Entretien

"Le nucléaire iranien survivrait à une attaque"

4 min
Shlomo Brom chercheur à l'Institut d'études de sécurité nationale (INSS) de Tel Aviv, après une longue carrière au sein des forces armées israéliennes, où il a notamment dirigé la division de planification stratégique et obtenu le grade de général de brigade

Les dirigeants israéliens évoquent de plus en plus souvent l’éventualité de frappes militaires contre les installations nucléaires iraniennes. Quel sera le poids de la hiérarchie militaire dans la décision de lancer une telle opération ?

Shlomo Brom : Israël est une démocratie et de telles décisions relèvent des responsables politiques élus. Mais ceux-ci doivent aussi envisager les conséquences d’un éventuel échec de l’opération. Si un dirigeant politique décide d’y aller contre l’avis des chefs militaires et que l’opération est un échec, sa carrière est finie. Si au contraire leur avis est favorable et que l’opération rate, il peut toujours rejeter la faute sur eux et sauver sa carrière. De telles considérations pèsent particulièrement dans le cas d’une opération à haut risque, comme une attaque contre l’Iran.

En pratique, les chefs militaires israéliens sont-ils plus réticents à lancer une telle opération que les responsables politiques ?

S. B. : On a le sentiment qu’ils sont plus réticents parce qu’ils comprennent mieux les risques militaires durant l’opération, les représailles qui suivront, ainsi que les possibles répercussions politiques. Ils estiment, en outre, que l’opération ne ferait que retarder le programme iranien de manière limitée. Ils s’inquiètent enfin des conséquences négatives que l’opération pourrait entraîner dans les relations entre Israël et les États-Unis si ceux-ci devaient être entraînés dans une guerre longue et coûteuse avec l’Iran, ce qui à terme pourrait les inciter à réduire leur aide militaire à Israël.

Les responsables politiques israéliens sont-ils prêts à lancer une opération contre l’Iran, sans l’autorisation, ou la participation, des États-Unis ?

S. B. : Il est difficile de savoir exactement ce que pensent les deux personnes concernées, le premier ministre, Benyamin Netanyahu et le ministre de la défense, Ehud Barak. Ils affirment qu’ils y sont prêts, mais j’ignore si c’est vrai.
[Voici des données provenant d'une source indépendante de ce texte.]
//
// Copyright (c) 2024, 2025 Oracle and/or its affiliates. All rights reserved.
//
// Licensed under the Universal Permissive License v 1.0 as shown at
//  https://oss.oracle.com/licenses/upl/
//
extern crate proc_macro;
extern crate proc_macro2;
extern crate syn;
#[macro_use]
extern crate quote;

use proc_macro::TokenStream;
use proc_macro2::{TokenStream as TokenStream2, TokenTree};
use syn::{
    parse::Parser, parse_macro_input, Data, DeriveInput, GenericArgument, Meta, PathArguments,
    Type, TypePath,
};

/// Derive macro to specify a struct that can be written directly into, and read directly from, a
/// NoSQL table row.
///
/// The single `nosql` attribute can be used to rename a field using the `column` key, and/or to specify
/// its NoSQL Database field type using the `type` key (for example, from a Rust `i32` to a NoSQL `long`).
///
/// See the documentation of [`PutRequest::put()`](../struct.PutRequest.html#method.put) for
/// example usage of this macro to put and get native structs to and from a NoSQL Database table.
#[proc_macro_derive(NoSQLRow, attributes(nosql))]
pub fn to_from_map_value(input: TokenStream) -> TokenStream {
    // Parse input tokens into a syntax tree
    let input = parse_macro_input!(input as DeriveInput);

    // Build the trait implementation
    impl_to_from_map_value(input)
}

fn impl_to_from_map_value(input: DeriveInput) -> TokenStream {
    //println!(" impl_to_from_map_value: DeriveInput = {:#?}", input);
    let name = &input.ident;
    let name_string = name.to_string();

    // check that input.data is Struct (vs Enum vs Union)
    let ds;
    if let Data::Struct(d) = input.data {
        ds = d;
    } else {
        panic!("NoSQLRow only supports Struct datatypes");
    }

    #[derive(Debug)]
    struct FieldNameType {
        fname: String,
        alias: Option<String>,
        // TODO: ftype: String,
    }

    let mut fntypes: Vec<FieldNameType> = Vec::new();

    for field in ds.fields {
        // get column name from field name
        // if "column" attribute given, use that

        let mut alias: Option<String> = None;
        for a in field.attrs {
            let mut good: bool = false;
            if let Meta::List(l) = a.meta {
                for s in l.path.segments {
                    if s.ident == "nosql" {
                        good = true;
                        break;
                    }
                }
                if good == false {
                    continue;
                }
                // we now have a "nosql" attribute list
                // TODO
                let mut is_column: bool = false;
                for t in l.tokens {
                    //println!(" token={:?}", t);
                    match t {
                        TokenTree::Ident(i) => {
                            if is_column {
                                alias = Some(i.to_string());
                                break;
                            }
                            if i.to_string() == "column" {
                                is_column = true;
                            } else {
                                is_column = false;
                            }
                        }
                        //TokenTree::Punct(p) => println!("found a punct"),
                        _ => (),
                    }
                }
                if alias.is_some() {
                    break;
                }
            }
        }

        let fname = if let Some(id) = field.ident {
            id.to_string()
        } else {
            panic!("Field in NoSQLRow is missing ident");
        };

        // get field type, put in ftypes vector
        // if "type" attribute given, use that
        // otherwise, infer from rust type
        let _ftype = if let Type::Path(p) = field.ty {
            //ftypes.push(get_path_segment(&p, ""));
            get_path_segment(&p, "")
        } else {
            panic!("Field type in NoSQLRow does not have Path element");
        };
        fntypes.push(FieldNameType { fname, alias });
        //fntypes.push(FieldNameType{fname, alias, ftype});
    }

    //println!("fntypes: {:?}", fntypes);

    let mut tbody = TokenStream2::default();
    let mut fbody = TokenStream2::default();
    for f in fntypes {
        let fname = format_ident!("{}", f.fname);
        let fnameq: String;
        match f.alias {
            Some(s) => fnameq = s,
            None => fnameq = f.fname,
        }
        tbody.extend(quote! {
            m.put(#fnameq, &self.#fname);
        });
        fbody.extend(quote! {
            self.#fname = self.#fname.from_map(#fnameq, value)?;
        });
    }

    let expanded = quote! {
        impl NoSQLRow for #name {
            fn to_map_value(&self) -> Result<MapValue, oracle_nosql_rust_sdk::NoSQLError> {
                let mut m = MapValue::new();
                #tbody
                Ok(m)
            }

            fn from_map_value(&mut self, value: &MapValue) -> Result<(), oracle_nosql_rust_sdk::NoSQLError> {
                #fbody
                Ok(())
            }
        }

        impl NoSQLColumnToFieldValue for #name {
            fn to_field_value(&self) -> FieldValue {
                let m = self.to_map_value();
                if let Ok(mv) = m {
                    return FieldValue::Map(mv);
                }
                // TODO: How to expose this error??
                FieldValue::Null
            }
        }

        impl NoSQLColumnFromFieldValue for #name {
            fn from_field(fv: &FieldValue) -> Result<Self, oracle_nosql_rust_sdk::NoSQLError> {
                if let FieldValue::Map(v) = fv {
                    let mut s: #name = Default::default();
                    s.from_map_value(v)?;
                    return Ok(s);
                }
                Err(oracle_nosql_rust_sdk::NoSQLError::new(
                    oracle_nosql_rust_sdk::NoSQLErrorCode::IllegalArgument,
                    format!("NoSQL: Error converting field into {}: expected FieldValue::Map, actual: {:?}", #name_string, fv).as_str()))
            }
        }

    };

    //println!("expanded=\n{}\n", expanded);
    // Return the generated impl
    TokenStream::from(expanded)
}

fn get_path_segment(p: &TypePath, val: &str) -> String {
    for elem in &p.path.segments {
        let mut s = elem.ident.to_string();
        //println!("gps: elem={}", s);
        if let PathArguments::AngleBracketed(args) = &elem.arguments {
            for a in &args.args {
                if let GenericArgument::Type(tp) = a {
                    if let Type::Path(p1) = tp {
                        //println!("gps: recursing");
                        s = val.to_string() + &s;
                        return get_path_segment(&p1, &s);
                    }
                }
            }
            // TODO: error message?
            //println!("gps: error");
            return val.to_string();
        }
        // return after first element
        s = val.to_string() + &s;
        //println!("gps: returning {}", s);
        return s.to_string();
    }
    //println!("gps: returning empty={}", val);
    val.to_string()
}

/// (internal use only)
#[proc_macro_attribute]
pub fn add_planiter_fields(args: TokenStream, input: TokenStream) -> TokenStream {
    let mut item_struct = parse_macro_input!(input as syn::ItemStruct);
    let _ = parse_macro_input!(args as syn::parse::Nothing);

    if let syn::Fields::Named(ref mut fields) = item_struct.fields {
        //fields.named.push(syn::Field::parse_named.parse2(quote! { state: PlanIterState }).unwrap());
        fields.named.push(
            syn::Field::parse_named
                .parse2(quote! { result_reg: i32 })
                .unwrap(),
        );
        fields.named.push(
            syn::Field::parse_named
                .parse2(quote! { loc: Location })
                .unwrap(),
        );
    }

    return quote! {
        #item_struct
    }
    .into();
}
Ou si c’est seulement une manipulation visant à forcer les États-Unis à y prendre part, voire à lancer eux-mêmes l’attaque.

Une opération implique de détruire la défense anti-aérienne iranienne, puis les sites nucléaires, et enfin d’éviter les représailles par Téhéran ou ses alliés. Israël a-t-il les moyens de faire tout cela ?

S. B. : Il n’est pas nécessaire de détruire la défense anti-aérienne, elle peut être neutralisée autrement. Israël a les moyens d’atteindre n’importe quelle cible en Iran et de la frapper. L’incertitude porte sur l’ampleur des dégâts que l’on peut infliger à chaque cible, ce qui dépend de son niveau de protection, de son degré d’enfouissement dans le sol surtout. Enfin, on exagère beaucoup les risques de représailles par l’Iran ou le Hezbollah. Israël a les moyens d’y faire face, même s’il subirait des pertes. Concernant les répercussions de l’attaque, le problème est à mon sens plus politique que militaire du fait de l’impact sur les relations israélo-américaines mais aussi avec d’autres pays, si par exemple les cours du pétrole augmentaient brutalement.

Si les États-Unis soutenaient l’opération, quel serait l’appui dont Israël aurait le plus besoin ?

S. B. : Israël n’a pas besoin d’une assistance militaire spécifique de la part des États-Unis pour l’opération elle-même, mais a besoin de leur soutien par la suite pour que les résultats soient durables. Étant une puissance relativement petite, Israël n’a pas les moyens de poursuivre les pressions militaires sur le programme iranien après des premières frappes chirurgicales que ses forces armées réaliseraient. Seule une puissance d’envergure mondiale comme les États-Unis est à même de stopper le programme parce qu’elle a les moyens de le retarder indéfiniment.

Des frappes israéliennes ne risquent-elles pas de convaincre les dirigeants iraniens, mais aussi leur opinion publique, que le pays a besoin d’une arme nucléaire pour ne plus être attaqué dans l’avenir ?

S. B. : Personne ne sait quelle serait la réaction de l’opinion iranienne. Des frappes pourraient aussi accroître les critiques contre le régime qui en serait tenu pour responsable. Mais ce que pense la population ne pèse pas, ce n’est pas elle qui a le pouvoir. Quant au régime, il peut en effet décider d’accélérer son programme nucléaire. C’est l’un des risques d’une attaque menée par Israël seul.